Penganugerahan dilakukan langsung di Lapangan Parade IPDN, Jatinangor, pada Rabu (6/8/2025), disaksikan Rektor IPDN Dr. Halilul Khairi, civitas akademika, dan sejumlah pejabat.
Menurut sang Bupati, penghargaan ini bukan cuma seremoni penuh pujian dan bunga-bunga. Tapi sebuah amanah. Dan yang bikin makin personal, beliau bilang udah punya kedekatan emosional dengan dunia pamong praja.
Ayahnya, Drs H Amri Tambunan, juga mantan Bupati Deli Serdang, adalah alumni APDN angkatan X, dan bahkan pernah jadi Ketua Ikatan Alumni IPDN Sumut.
Jadi, kalau kata netizen: ini udah mendarah daging.
“Saya dibesarkan dalam lingkungan keluarga pamong. Nilai-nilai pengabdian udah saya hirup dari kecil,” kata Bupati yang tampak cukup emosional tapi tetap kalem seperti biasanya.
Bupati juga menyinggung bahwa IPDN dan alumninya punya peran penting di balik dapur birokrasi Deli Serdang.
Dari kelurahan, kecamatan, sampai pejabat eselon, banyak yang jebolan kampus yang dulunya APDN, lalu STPDN, dan kini jadi IPDN itu.

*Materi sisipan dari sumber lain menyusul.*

// src/cli.rs
use std::{path::PathBuf, time::Duration};

use chrono::Datelike;
use clap::{ArgAction, Parser};

use crate::browser::BrowserKind;
use crate::config::consts::*;
use crate::config::options::{DataPaths, DriverOptions, QueryFilter, RunOptions};
use crate::progress::Progress;
use crate::runner::{self, RunSummary};
use crate::scrape::WaitPolicy;

/// Rank a cup event's flights from the XContest daily score and export them to CSV.
#[derive(Parser, Debug)]
#[command(name = "xc_cup_ranker", version, about)]
pub struct Cli {
    /// Event number: the 1-based row of the year's events.csv
    #[arg(value_parser = clap::value_parser!(u32).range(1..))]
    pub event_id: u32,

    /// Competition year [default: current year]
    #[arg(long)]
    pub year: Option<i32>,

    /// Directory holding <year>/events.csv and <year>/participants/
    #[arg(long, default_value = DEFAULT_DATA_DIR)]
    pub data_dir: PathBuf,

    /// Directory the <year>/<date>_<site>.csv export goes to
    #[arg(long, default_value = DEFAULT_OUT_DIR)]
    pub output_dir: PathBuf,

    /// WebDriver server (geckodriver, chromedriver)
    #[arg(long, env = "XC_WEBDRIVER_URL", default_value = DEFAULT_WEBDRIVER_URL)]
    pub webdriver: String,

    #[arg(long, value_enum, default_value_t = BrowserKind::Firefox)]
    pub browser: BrowserKind,

    /// Show the browser window
    #[arg(long)]
    pub headed: bool,

    /// Seconds to wait for each page element
    #[arg(long, default_value_t = DEFAULT_TIMEOUT_SECS)]
    pub timeout: u64,

    #[arg(long, default_value = DEFAULT_COUNTRY)]
    pub country: String,

    /// Glider category filter
    #[arg(long, default_value = DEFAULT_CATEGORY)]
    pub category: String,

    /// More log output (-v debug, -vv trace)
    #[arg(short, long, action = ArgAction::Count)]
    pub verbose: u8,

    /// Warnings and errors only
    #[arg(short, long, conflicts_with = "verbose")]
    pub quiet: bool,
}

impl Cli {
    pub fn into_options(self) -> RunOptions {
        let year = self.year.unwrap_or_else(|| chrono::Local::now().year());
        RunOptions {
            event_id: self.event_id,
            year,
            paths: DataPaths::new(self.data_dir, self.output_dir),
            query: QueryFilter { country: self.country, category: self.category },
            wait: WaitPolicy::default().with_timeout(Duration::from_secs(self.timeout)),
            driver: DriverOptions { url: self.webdriver, browser: self.browser, headless: !self.headed },
        }
    }
}

/// Console progress: page counts go to the log.
pub struct ConsoleProgress {
    total: usize,
    done: usize,
}

impl ConsoleProgress {
    pub fn new() -> Self {
        Self { total: 0, done: 0 }
    }
}

impl Default for ConsoleProgress {
    fn default() -> Self {
        Self::new()
    }
}

impl Progress for ConsoleProgress {
    fn begin(&mut self, pages: usize) {
        self.total = pages;
        logd!("{pages} result page(s) to read");
    }

    fn page_done(&mut self, offset: usize, rows: usize) {
        self.done += 1;
        logd!("page {}/{} (offset {offset}): {rows} rows", self.done, self.total);
    }
}

pub fn run() -> color_eyre::Result<()> {
    color_eyre::install()?;

    let cli = Cli::parse();
    crate::log::init(cli.verbose, cli.quiet);

    let opts = cli.into_options();
    let mut progress = ConsoleProgress::new();
    let summary = runner::run(&opts, Some(&mut progress))?;
    report(&summary);
    Ok(())
}

fn report(summary: &RunSummary) {
    logf!(
        "{} flight(s) ranked from {} row(s) on {} page(s) -> {}",
        summary.accepted,
        summary.rows_seen,
        summary.pages,
        summary.output.display()
    );
    if summary.order_breaks > 0 {
        logw!(
            "{} row(s) were out of points order; check that first-seen flights are each pilot's best",
            summary.order_breaks
        );
    }
}
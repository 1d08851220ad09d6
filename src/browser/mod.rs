// src/browser/mod.rs
//! The rendered-document capability the page walker drives.
//!
//! The results table is filled in by script after navigation, so a plain HTTP
//! fetch never sees it. Anything that can load a URL, look elements up by CSS
//! selector, and read their text and attributes can stand behind [`Browser`];
//! the shipped implementation is [`WebDriverSession`].
//!
//! Element handles are opaque [`ElementId`]s. Two lookups of the same DOM node
//! return equal ids; a node that was replaced gets a new id. The walker relies
//! on that to tell a freshly loaded table from the previous page's.

pub mod webdriver;

use std::fmt;

use thiserror::Error;

pub use webdriver::WebDriverSession;

/// Opaque per-load handle of a DOM element.
#[derive(Clone, Debug, PartialEq, Eq, Hash)]
pub struct ElementId(String);

impl ElementId {
    pub fn new(id: impl Into<String>) -> Self {
        Self(id.into())
    }

    pub fn as_str(&self) -> &str {
        &self.0
    }
}

impl fmt::Display for ElementId {
    fn fmt(&self, f: &mut fmt::Formatter<'_>) -> fmt::Result {
        f.write_str(&self.0)
    }
}

/// Where a selector lookup starts.
#[derive(Clone, Copy, Debug)]
pub enum Scope<'a> {
    Document,
    Within(&'a ElementId),
}

pub trait Browser {
    /// Load `url` in the session's single window.
    fn navigate(&mut self, url: &str) -> Result<(), BrowserError>;

    /// First match of `css` in `scope`, or `None` if nothing matches right now.
    fn find(&mut self, scope: Scope<'_>, css: &str) -> Result<Option<ElementId>, BrowserError>;

    /// All matches of `css` in `scope`, in document order.
    fn find_all(&mut self, scope: Scope<'_>, css: &str) -> Result<Vec<ElementId>, BrowserError>;

    /// Rendered text, lines separated by `\n`.
    fn text(&mut self, el: &ElementId) -> Result<String, BrowserError>;

    fn attribute(&mut self, el: &ElementId, name: &str) -> Result<Option<String>, BrowserError>;
}

/// A browser the run owns and must release when it is done.
pub trait Session: Browser {
    /// End the session. Called once per run, whatever the outcome.
    fn quit(self) -> Result<(), BrowserError>
    where
        Self: Sized;
}

#[derive(Clone, Copy, Debug, Default, PartialEq, Eq, clap::ValueEnum)]
pub enum BrowserKind {
    #[default]
    Firefox,
    Chrome,
}

/// Maximum length for error messages relayed from the driver (they can carry stack traces)
const MAX_MESSAGE_LENGTH: usize = 500;

#[derive(Error, Debug)]
pub enum BrowserError {
    #[error("WebDriver unreachable: {0}")]
    Transport(#[from] reqwest::Error),

    #[error("WebDriver command failed ({status} {error}): {message}")]
    Command { status: u16, error: String, message: String },

    #[error("Invalid WebDriver response: {0}")]
    InvalidResponse(String),
}

impl BrowserError {
    pub fn command(status: u16, error: &str, message: &str) -> Self {
        let message = if message.len() <= MAX_MESSAGE_LENGTH {
            message.to_string()
        } else {
            let cut = (0..=MAX_MESSAGE_LENGTH)
                .rev()
                .find(|i| message.is_char_boundary(*i))
                .unwrap_or(0);
            format!("{}... (truncated, {} total bytes)", &message[..cut], message.len())
        };
        BrowserError::Command { status, error: error.to_string(), message }
    }

    pub fn is_no_such_element(&self) -> bool {
        matches!(self, BrowserError::Command { error, .. } if error == "no such element")
    }
}
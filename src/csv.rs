// src/csv.rs
use std::io::{self, Write};
use std::mem::take;

/* ---------------- Parsing ---------------- */

/// Minimal CSV parser (quotes + CRLF tolerant). Blank lines are skipped.
pub fn parse_rows(text: &str, sep: char) -> Vec<Vec<String>> {
    parse_records(text, sep).into_iter().map(|(_, row)| row).collect()
}

/// Like [`parse_rows`], with the 1-based physical line each row starts on.
pub fn parse_records(text: &str, sep: char) -> Vec<(usize, Vec<String>)> {
    let mut records = Vec::new();
    let mut field = s!();
    let mut row = Vec::new();
    let mut in_quotes = false;
    let mut line = 1;
    let mut row_start = 1;
    let mut chars = text.chars().peekable();

    while let Some(ch) = chars.next() {
        match ch {
            '"' => {
                if in_quotes {
                    if matches!(chars.peek(), Some('"')) {
                        chars.next(); // double-quote escape
                        field.push('"');
                    } else {
                        in_quotes = false;
                    }
                } else {
                    in_quotes = true;
                }
            }
            c if c == sep && !in_quotes => {
                row.push(take(&mut field));
            }
            '\n' | '\r' if !in_quotes => {
                if ch == '\r' && matches!(chars.peek(), Some('\n')) { chars.next(); }
                row.push(take(&mut field));
                if !(row.len() == 1 && row[0].is_empty()) {
                    records.push((row_start, take(&mut row)));
                } else {
                    row.clear();
                }
                line += 1;
                row_start = line;
            }
            _ => {
                if ch == '\n' { line += 1; } // newline inside a quoted field
                field.push(ch);
            }
        }
    }

    // Flush a trailing row that has no final newline.
    row.push(field);
    if !(row.len() == 1 && row[0].is_empty()) {
        records.push((row_start, row));
    }

    records
}

/// Data rows of a registry file: everything after the header line.
pub fn data_rows(text: &str, sep: char) -> impl Iterator<Item = Vec<String>> {
    parse_rows(text, sep).into_iter().skip(1)
}

/// [`data_rows`] with their physical line numbers.
pub fn data_records(text: &str, sep: char) -> impl Iterator<Item = (usize, Vec<String>)> {
    parse_records(text, sep).into_iter().skip(1)
}

/* ---------------- Writing ---------------- */

fn needs_quotes(field: &str, sep: char) -> bool {
    field.contains(sep) || field.contains('"') || field.contains('\n') || field.contains('\r')
}

/// Write a single row to any writer.
pub fn write_row<W: Write, S: AsRef<str>>(mut w: W, row: &[S], sep: char) -> io::Result<()> {
    let mut first = true;
    for cell in row {
        let cell = cell.as_ref();
        if !first { write!(w, "{}", sep)?; } else { first = false; }
        if needs_quotes(cell, sep) {
            let escaped = cell.replace('"', "\"\"");
            write!(w, "\"{}\"", escaped)?;
        } else {
            write!(w, "{}", cell)?;
        }
    }
    writeln!(w)
}

/// Header line plus rows, as one string.
pub fn rows_to_string<H: AsRef<str>>(headers: &[H], rows: &[Vec<String>], sep: char) -> String {
    let mut buf: Vec<u8> = Vec::new();

    // Writing into a Vec<u8> cannot fail.
    let _ = write_row(&mut buf, headers, sep);
    for r in rows {
        let _ = write_row(&mut buf, r, sep);
    }

    match String::from_utf8(buf) {
        Ok(s) => s,
        Err(e) => String::from_utf8_lossy(&e.into_bytes()).into_owned(),
    }
}
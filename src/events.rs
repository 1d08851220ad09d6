// src/events.rs
//! Event registry: `<data>/<year>/events.csv`, one header line, then one event
//! per line. The event id is the 1-based data row number; columns 2 and 3 hold
//! the date and the launch site. Values are taken verbatim: the site is
//! compared exactly against each result row's launch site.

use crate::config::consts::REGISTRY_SEP;
use crate::config::options::DataPaths;
use crate::csv::data_records;
use crate::data::EventDescriptor;
use crate::error::Error;
use crate::file::read_if_exists;

pub fn lookup(paths: &DataPaths, year: i32, event_id: u32) -> Result<EventDescriptor, Error> {
    let path = paths.events_file(year);
    let text = read_if_exists(&path)?.ok_or_else(|| Error::RegistryMissing { year, path: path.clone() })?;

    let not_found = || Error::EventNotFound { event_id, path: path.clone() };
    let index = (event_id as usize).checked_sub(1).ok_or_else(not_found)?;
    let (line, row) = data_records(&text, REGISTRY_SEP).nth(index).ok_or_else(not_found)?;

    let (Some(date), Some(site)) = (row.get(1), row.get(2)) else {
        return Err(Error::MalformedRegistry {
            path,
            line,
            reason: format!("expected at least 3 fields, found {}", row.len()),
        });
    };

    logf!("Event found: {date}, {site}");
    Ok(EventDescriptor { event_id, date: date.clone(), launch_site: site.clone() })
}
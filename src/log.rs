// src/log.rs
use std::io;

use tracing_subscriber::{fmt, prelude::*, EnvFilter};

/// Install the stderr subscriber. `RUST_LOG` wins over the verbosity flags.
pub fn init(verbose: u8, quiet: bool) {
    let level = match (quiet, verbose) {
        (true, _) => "warn",
        (false, 0) => "info",
        (false, 1) => "debug",
        _ => "trace",
    };
    let filter = EnvFilter::try_from_default_env()
        .unwrap_or_else(|_| EnvFilter::new(format!("warn,xc_cup_ranker={level}")));

    // A second init (tests, embedding) keeps the first subscriber.
    let _ = tracing_subscriber::registry()
        .with(fmt::layer().with_writer(io::stderr).with_target(false))
        .with(filter)
        .try_init();
}

/// Info-level logging
#[macro_export]
macro_rules! logf {
    ($($arg:tt)*) => {
        ::tracing::info!($($arg)*)
    };
}

/// Debug-level logging
#[macro_export]
macro_rules! logd {
    ($($arg:tt)*) => {
        ::tracing::debug!($($arg)*)
    };
}

/// Warn-level logging
#[macro_export]
macro_rules! logw {
    ($($arg:tt)*) => {
        ::tracing::warn!($($arg)*)
    };
}

/// Error-level logging
#[macro_export]
macro_rules! loge {
    ($($arg:tt)*) => {
        ::tracing::error!($($arg)*)
    };
}
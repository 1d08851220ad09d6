// src/roster.rs
//! Participant registry: `<data>/<year>/participants/<event_id>.csv`, one
//! header line, then one pilot per line with the name in the first field.
//!
//! Loaded once into a set, so membership checks are O(1). A missing file is not
//! an error until someone asks about a pilot: a run where no row ever reaches
//! the roster check finishes with zero flights, exactly like an empty roster.

use std::collections::HashSet;
use std::path::PathBuf;

use crate::config::consts::REGISTRY_SEP;
use crate::config::options::DataPaths;
use crate::csv::data_rows;
use crate::error::Error;
use crate::file::read_if_exists;

#[derive(Clone, Debug)]
pub struct Roster {
    event_id: u32,
    source: PathBuf,
    names: Option<HashSet<String>>,
}

impl Roster {
    pub fn load(paths: &DataPaths, year: i32, event_id: u32) -> Result<Self, Error> {
        let source = paths.participants_file(year, event_id);
        let Some(text) = read_if_exists(&source)? else {
            logw!("No participant registry for event {event_id} at {}", source.display());
            return Ok(Self { event_id, source, names: None });
        };

        let names: HashSet<String> = data_rows(&text, REGISTRY_SEP)
            .filter_map(|row| row.into_iter().next())
            .filter(|name| !name.is_empty())
            .collect();
        logd!(event_id, pilots = names.len(), "roster loaded");
        Ok(Self { event_id, source, names: Some(names) })
    }

    /// An in-memory roster.
    pub fn from_names<I, S>(event_id: u32, names: I) -> Self
    where
        I: IntoIterator<Item = S>,
        S: Into<String>,
    {
        Self {
            event_id,
            source: PathBuf::new(),
            names: Some(names.into_iter().map(Into::into).collect()),
        }
    }

    /// A roster whose registry file does not exist.
    pub fn missing(event_id: u32, source: impl Into<PathBuf>) -> Self {
        Self { event_id, source: source.into(), names: None }
    }

    pub fn is_available(&self) -> bool {
        self.names.is_some()
    }

    /// Registered pilots; 0 for a missing registry.
    pub fn len(&self) -> usize {
        self.names.as_ref().map_or(0, HashSet::len)
    }

    pub fn is_empty(&self) -> bool {
        self.len() == 0
    }

    /// Exact, case-sensitive name match. Fails if the registry file is missing.
    pub fn is_registered(&self, pilot_name: &str) -> Result<bool, Error> {
        match &self.names {
            Some(names) => Ok(names.contains(pilot_name)),
            None => Err(Error::RosterMissing { event_id: self.event_id, path: self.source.clone() }),
        }
    }
}
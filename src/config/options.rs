// src/config/options.rs
use std::path::{Path, PathBuf};

use super::consts::*;
use crate::browser::BrowserKind;
use crate::core::sanitize::sanitize_file_stem;
use crate::scrape::WaitPolicy;

/// Everything one run needs. Built once by the CLI, read-only afterwards.
#[derive(Clone, Debug, PartialEq, Eq)]
pub struct RunOptions {
    pub event_id: u32,
    pub year: i32,
    pub paths: DataPaths,
    pub query: QueryFilter,
    pub wait: WaitPolicy,
    pub driver: DriverOptions,
}

impl RunOptions {
    pub fn new(event_id: u32, year: i32) -> Self {
        Self {
            event_id,
            year,
            paths: DataPaths::default(),
            query: QueryFilter::default(),
            wait: WaitPolicy::default(),
            driver: DriverOptions::default(),
        }
    }
}

/// Where registries are read from and exports are written to.
#[derive(Clone, Debug, PartialEq, Eq)]
pub struct DataPaths {
    pub data_dir: PathBuf,
    pub out_dir: PathBuf,
}

impl Default for DataPaths {
    fn default() -> Self {
        Self {
            data_dir: PathBuf::from(DEFAULT_DATA_DIR),
            out_dir: PathBuf::from(DEFAULT_OUT_DIR),
        }
    }
}

impl DataPaths {
    pub fn new(data_dir: impl AsRef<Path>, out_dir: impl AsRef<Path>) -> Self {
        Self {
            data_dir: data_dir.as_ref().to_path_buf(),
            out_dir: out_dir.as_ref().to_path_buf(),
        }
    }

    /// `<data>/<year>/events.csv`
    pub fn events_file(&self, year: i32) -> PathBuf {
        self.data_dir.join(year.to_string()).join(EVENTS_FILE)
    }

    /// `<data>/<year>/participants/<event_id>.csv`
    pub fn participants_file(&self, year: i32, event_id: u32) -> PathBuf {
        self.data_dir
            .join(year.to_string())
            .join(PARTICIPANTS_SUBDIR)
            .join(format!("{event_id}.csv"))
    }

    /// `<out>/<year>`
    pub fn output_dir(&self, year: i32) -> PathBuf {
        self.out_dir.join(year.to_string())
    }

    /// `<out>/<year>/<date>_<site>.csv`
    pub fn output_file(&self, year: i32, date: &str, launch_site: &str) -> PathBuf {
        let stem = sanitize_file_stem(&format!("{date}_{launch_site}"));
        self.output_dir(year).join(format!("{stem}.csv"))
    }
}

/// Filters baked into the results query next to the date.
#[derive(Clone, Debug, PartialEq, Eq)]
pub struct QueryFilter {
    pub country: String,
    pub category: String,
}

impl Default for QueryFilter {
    fn default() -> Self {
        Self {
            country: s!(DEFAULT_COUNTRY),
            category: s!(DEFAULT_CATEGORY),
        }
    }
}

#[derive(Clone, Debug, PartialEq, Eq)]
pub struct DriverOptions {
    pub url: String,
    pub browser: BrowserKind,
    pub headless: bool,
}

impl Default for DriverOptions {
    fn default() -> Self {
        Self {
            url: s!(DEFAULT_WEBDRIVER_URL),
            browser: BrowserKind::Firefox,
            headless: true,
        }
    }
}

Bahkan posisi Sekretaris Daerah Deli Serdang dalam beberapa periode terakhir selalu jatuh ke tangan alumni IPDN.
“Mereka ini motor penggerak pembangunan dan pelayanan publik. Disiplin, cepat tanggap, dan tahu cara kerja,” lanjut Bupati, sambil melempar kode keras kalau alumni IPDN cocok di posisi strategis.
Dengan semangat reformasi birokrasi dan pelayanan publik yang cepat, transparan, dan mudah, Pemkab Deli Serdang mengusung visi: “Deli Serdang yang sehat, cerdas, sejahtera, religius, dan berkelanjutan.” Nggak tanggung-tanggung, alumni IPDN diminta untuk jadi lokomotifnya.
“Kami siap jadi mitra IPDN. Baik untuk peningkatan SDM, pelatihan, hingga tempat penempatan praja di daerah. Kami buka pintu lebar-lebar,” tandas sang Bupati.